→ What you will do: Go through the records and copy each line where the string "async" occurs.

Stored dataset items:
____
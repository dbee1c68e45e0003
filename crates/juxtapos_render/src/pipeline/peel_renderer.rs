//! Depth-peeled transparent rendering
//!
//! Each frame walks a [`PeelSchedule`]: the output is cleared, then every peel
//! pass draws the faces into one of the two offscreen targets with a
//! greater-than depth test (keeping the farthest fragment not yet peeled) and
//! the result is immediately blended over the output. No triangle sorting is
//! involved; pixels with more overlapping layers than there are passes keep
//! only the farthest ones.
//!
//! With more than one sample per pixel the peel targets and the output are
//! multisampled, every pass is shaded per sample and the output is resolved into
//! the caller's view at the end of the frame.

use std::fmt;

use juxtapos_math::{Mat4, WProjection};

use super::mesh::{PeelMesh, QuadMesh};
use super::schedule::{PeelSchedule, PeelStep, TargetSlot};
use super::types::{HyperVertex, PeelUniforms, QuadVertex};
use crate::framebuffer::{
    AttachmentLayouts, FramebufferError, FramebufferPair, MultisampleOutput, TargetClear,
    Viewport, PEEL_COLOR_FORMAT, PEEL_DEPTH_FORMAT,
};
use crate::vertex_schema::VertexLayout;

/// Depth the prime step writes into the first read target
pub const FAR_DEPTH: f32 = 1.0;

/// Depth each peel target is cleared to before drawing
pub const PEEL_CLEAR_DEPTH: f32 = 0.0;

/// Bind group index of the uniforms in the peel and edge shaders
const UNIFORM_GROUP: u32 = 0;
/// Bind group index of the previous pass's depth in the peel shader
const PREV_DEPTH_GROUP: u32 = 1;
/// Bind group index of the layer color in the composite shader
const LAYER_GROUP: u32 = 0;

const PEEL_SHADER: &str = include_str!("../shaders/peel.wgsl");
const PEEL_LAYER: &str = include_str!("../shaders/peel_layer.wgsl");
const PEEL_LAYER_MSAA: &str = include_str!("../shaders/peel_layer_msaa.wgsl");
const COMPOSITE_SHADER: &str = include_str!("../shaders/composite.wgsl");
const COMPOSITE_MSAA: &str = include_str!("../shaders/composite_msaa.wgsl");

/// Renderer creation error
#[derive(Debug)]
pub enum PeelRendererError {
    Framebuffer(FramebufferError),
    /// The device rejected a shader module or pipeline
    Pipeline {
        name: &'static str,
        message: String,
    },
}

impl fmt::Display for PeelRendererError {
    fn fmt(&self, f: &mut fmt::Formatter<'_>) -> fmt::Result {
        match self {
            PeelRendererError::Framebuffer(e) => write!(f, "{}", e),
            PeelRendererError::Pipeline { name, message } => {
                write!(f, "Failed to create {}: {}", name, message)
            }
        }
    }
}

impl std::error::Error for PeelRendererError {
    fn source(&self) -> Option<&(dyn std::error::Error + 'static)> {
        match self {
            PeelRendererError::Framebuffer(e) => Some(e),
            PeelRendererError::Pipeline { .. } => None,
        }
    }
}

impl From<FramebufferError> for PeelRendererError {
    fn from(e: FramebufferError) -> Self {
        PeelRendererError::Framebuffer(e)
    }
}

/// Static configuration of the renderer
#[derive(Clone, Copy, Debug)]
pub struct PeelSettings {
    /// Number of peel passes per frame (at least 1)
    pub passes: u32,
    /// Output clear color
    pub background: wgpu::Color,
    pub w_projection: WProjection,
    /// Multiplier applied to every face's vertex alpha
    pub face_opacity: f32,
    pub edge_color: [f32; 4],
    /// Samples per pixel of the peel targets and the output; the adapter must
    /// support it (see [`supported_sample_count`](crate::framebuffer::supported_sample_count))
    pub samples: u32,
}

impl Default for PeelSettings {
    fn default() -> Self {
        Self {
            passes: 8,
            background: wgpu::Color {
                r: 135.0 / 255.0,
                g: 206.0 / 255.0,
                b: 235.0 / 255.0,
                a: 1.0,
            },
            w_projection: WProjection::default(),
            face_opacity: 0.35,
            edge_color: [0.05, 0.05, 0.1, 0.8],
            samples: 1,
        }
    }
}

/// Per-frame inputs, immutable for the duration of the frame
#[derive(Clone, Copy, Debug)]
pub struct FrameParams {
    /// 4D transform applied before the W projection
    pub model: Mat4,
    /// 3D view-projection applied after it
    pub view_proj: Mat4,
    /// Size of the output target; must match the framebuffers
    pub viewport: Viewport,
    /// Draw the wireframe over the composited image
    pub show_edges: bool,
}

/// Renders a [`PeelMesh`] with order-independent transparency
pub struct DepthPeelRenderer {
    peel_pipeline: wgpu::RenderPipeline,
    composite_pipeline: wgpu::RenderPipeline,
    edge_pipeline: wgpu::RenderPipeline,
    uniform_buffer: wgpu::Buffer,
    uniform_bind_group: wgpu::BindGroup,
    layouts: AttachmentLayouts,
    framebuffers: FramebufferPair,
    output_format: wgpu::TextureFormat,
    /// Present when `settings.samples > 1`
    multisample_output: Option<MultisampleOutput>,
    schedule: PeelSchedule,
    mesh: PeelMesh,
    quad: QuadMesh,
    settings: PeelSettings,
}
//! WGPU context management
//!
//! Handles device, queue, and surface creation.

use std::fmt;
use std::sync::Arc;

use winit::window::Window;

use crate::framebuffer::Viewport;

/// Context creation error
#[derive(Debug)]
pub enum ContextError {
    /// The window surface could not be created
    Surface(String),
    /// No adapter satisfies the request
    NoAdapter,
    /// The adapter refused to create a device
    Device(String),
    /// The surface reports no usable texture format
    UnsupportedSurface,
}

impl fmt::Display for ContextError {
    fn fmt(&self, f: &mut fmt::Formatter<'_>) -> fmt::Result {
        match self {
            ContextError::Surface(msg) => write!(f, "Failed to create surface: {}", msg),
            ContextError::NoAdapter => write!(f, "No suitable GPU adapter found"),
            ContextError::Device(msg) => write!(f, "Failed to create device: {}", msg),
            ContextError::UnsupportedSurface => write!(f, "Surface has no supported formats"),
        }
    }
}

impl std::error::Error for ContextError {}

/// WGPU rendering context bound to a window
pub struct RenderContext {
    pub adapter: wgpu::Adapter,
    pub surface: wgpu::Surface<'static>,
    pub device: wgpu::Device,
    pub queue: wgpu::Queue,
    pub config: wgpu::SurfaceConfiguration,
    pub size: winit::dpi::PhysicalSize<u32>,
}

impl RenderContext {
    /// Create a context for `window`, presenting with vsync if requested
    pub async fn new(window: Arc<Window>, vsync: bool) -> Result<Self, ContextError> {
        let size = window.inner_size();

        let instance = wgpu::Instance::new(&wgpu::InstanceDescriptor {
            backends: wgpu::Backends::all(),
            ..Default::default()
        });

        let surface = instance
            .create_surface(window)
            .map_err(|e| ContextError::Surface(e.to_string()))?;

        let adapter = instance
            .request_adapter(&wgpu::RequestAdapterOptions {
                power_preference: wgpu::PowerPreference::HighPerformance,
                compatible_surface: Some(&surface),
                force_fallback_adapter: false,
            })
            .await
            .ok_or(ContextError::NoAdapter)?;

        log::info!("Using adapter: {:?}", adapter.get_info().name);

        let (device, queue) = request_device(&adapter, "Juxtapos Device").await?;

        let surface_caps = surface.get_capabilities(&adapter);
        let format = choose_surface_format(&surface_caps.formats)
            .ok_or(ContextError::UnsupportedSurface)?;

        let present_mode = if vsync {
            wgpu::PresentMode::Fifo
        } else {
            wgpu::PresentMode::AutoNoVsync
        };

        let config = wgpu::SurfaceConfiguration {
            usage: wgpu::TextureUsages::RENDER_ATTACHMENT,
            format,
            width: size.width.max(1),
            height: size.height.max(1),
            present_mode,
            alpha_mode: surface_caps.alpha_modes[0],
            view_formats: vec![],
            desired_maximum_frame_latency: 2,
        };
        surface.configure(&device, &config);

        log::info!("Surface format: {:?}, present mode: {:?}", format, present_mode);

        Ok(Self {
            adapter,
            surface,
            device,
            queue,
            config,
            size,
        })
    }

    /// Reconfigure the surface after a resize; zero sizes are ignored
    pub fn resize(&mut self, new_size: winit::dpi::PhysicalSize<u32>) {
        if new_size.width > 0 && new_size.height > 0 {
            self.size = new_size;
            self.config.width = new_size.width;
            self.config.height = new_size.height;
            self.surface.configure(&self.device, &self.config);
        }
    }

    /// Reapply the current configuration, e.g. after the surface was lost
    pub fn reconfigure(&self) {
        self.surface.configure(&self.device, &self.config);
    }

    /// Get the aspect ratio
    pub fn aspect_ratio(&self) -> f32 {
        self.size.width as f32 / self.size.height.max(1) as f32
    }

    /// Current surface size, `None` while minimized
    pub fn viewport(&self) -> Option<Viewport> {
        Viewport::new(self.size.width, self.size.height)
    }
}

/// Device acquired without a surface
pub struct HeadlessGpu {
    pub adapter: wgpu::Adapter,
    pub device: wgpu::Device,
    pub queue: wgpu::Queue,
}

/// Acquire a device without a surface, for offscreen rendering and tests
pub async fn request_headless_device() -> Result<HeadlessGpu, ContextError> {
    let instance = wgpu::Instance::new(&wgpu::InstanceDescriptor::default());
    let adapter = instance
        .request_adapter(&wgpu::RequestAdapterOptions {
            power_preference: wgpu::PowerPreference::default(),
            compatible_surface: None,
            force_fallback_adapter: false,
        })
        .await
        .ok_or(ContextError::NoAdapter)?;

    let (device, queue) = request_device(&adapter, "Juxtapos Headless Device").await?;
    Ok(HeadlessGpu { adapter, device, queue })
}

async fn request_device(
    adapter: &wgpu::Adapter,
    label: &str,
) -> Result<(wgpu::Device, wgpu::Queue), ContextError> {
    let (device, queue) = adapter
        .request_device(
            &wgpu::DeviceDescriptor {
                label: Some(label),
                // Lets the adapter's own format features (e.g. 2x MSAA) apply
                required_features: adapter.features()
                    & wgpu::Features::TEXTURE_ADAPTER_SPECIFIC_FORMAT_FEATURES,
                required_limits: wgpu::Limits::default().using_resolution(adapter.limits()),
                memory_hints: wgpu::MemoryHints::default(),
            },
            None,
        )
        .await
        .map_err(|e| ContextError::Device(e.to_string()))?;

    device.on_uncaptured_error(Box::new(|error| {
        log::error!("wgpu error: {}", error);
    }));

    Ok((device, queue))
}

/// Prefer a linear (non-sRGB) format: colors are blended as authored
fn choose_surface_format(formats: &[wgpu::TextureFormat]) -> Option<wgpu::TextureFormat> {
    formats
        .iter()
        .copied()
        .find(|f| !f.is_srgb())
        .or_else(|| formats.first().copied())
}
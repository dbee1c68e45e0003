//! Juxtapos Mathematics Library
//!
//! Matrix helpers and the combinatorial geometry of D-dimensional hypercubes.
//!
//! ## Core Types
//!
//! - [`Mat4`] - 4x4 column-major matrix used for model and view-projection transforms
//! - [`RotationPlane`] - one of the six coordinate planes of 4D space
//! - [`WProjection`] - perspective divide along the W axis (4D -> 3D)
//!
//! ## Geometry
//!
//! - [`insert_bit`] - splice a bit into an index at a given position
//! - [`hypercube`] - vertices, edges and triangulated faces of the D-cube

pub mod bits;
pub mod hypercube;
pub mod mat4;
pub mod projection;

pub use bits::insert_bit;
pub use hypercube::{FaceGroup, Hypercube, QUAD_CORNER_PATTERN};
pub use mat4::{Mat4, RotationPlane, IDENTITY};
pub use projection::WProjection;
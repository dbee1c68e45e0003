//! Hypercube Input Handling
//!
//! This crate turns held keys into the model rotation angle of the
//! displayed hypercube.

mod spin_controller;

pub use spin_controller::{SpinController, SpinDirection};
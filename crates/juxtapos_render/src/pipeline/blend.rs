//! CPU reference for the composite blend
//!
//! The composite pipeline uses `wgpu::BlendState::ALPHA_BLENDING`; these
//! functions compute the same result so rendered output can be checked
//! against a closed form.

/// Blend `src` over `dst` (straight alpha)
///
/// `rgb = src.rgb * src.a + dst.rgb * (1 - src.a)`,
/// `a = src.a + dst.a * (1 - src.a)`
pub fn source_over(dst: [f32; 4], src: [f32; 4]) -> [f32; 4] {
    let a = src[3];
    [
        src[0] * a + dst[0] * (1.0 - a),
        src[1] * a + dst[1] * (1.0 - a),
        src[2] * a + dst[2] * (1.0 - a),
        a + dst[3] * (1.0 - a),
    ]
}

/// Composite `layers` over `background` in order, first layer at the bottom
pub fn composite_layers(background: [f32; 4], layers: &[[f32; 4]]) -> [f32; 4] {
    layers.iter().fold(background, |dst, &src| source_over(dst, src))
}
____
→ Written response:
    pub async fn new(window: Arc<Window>, vsync: bool) -> Result<Self, ContextError> {
pub async fn request_headless_device() -> Result<HeadlessGpu, ContextError> {
async fn request_device(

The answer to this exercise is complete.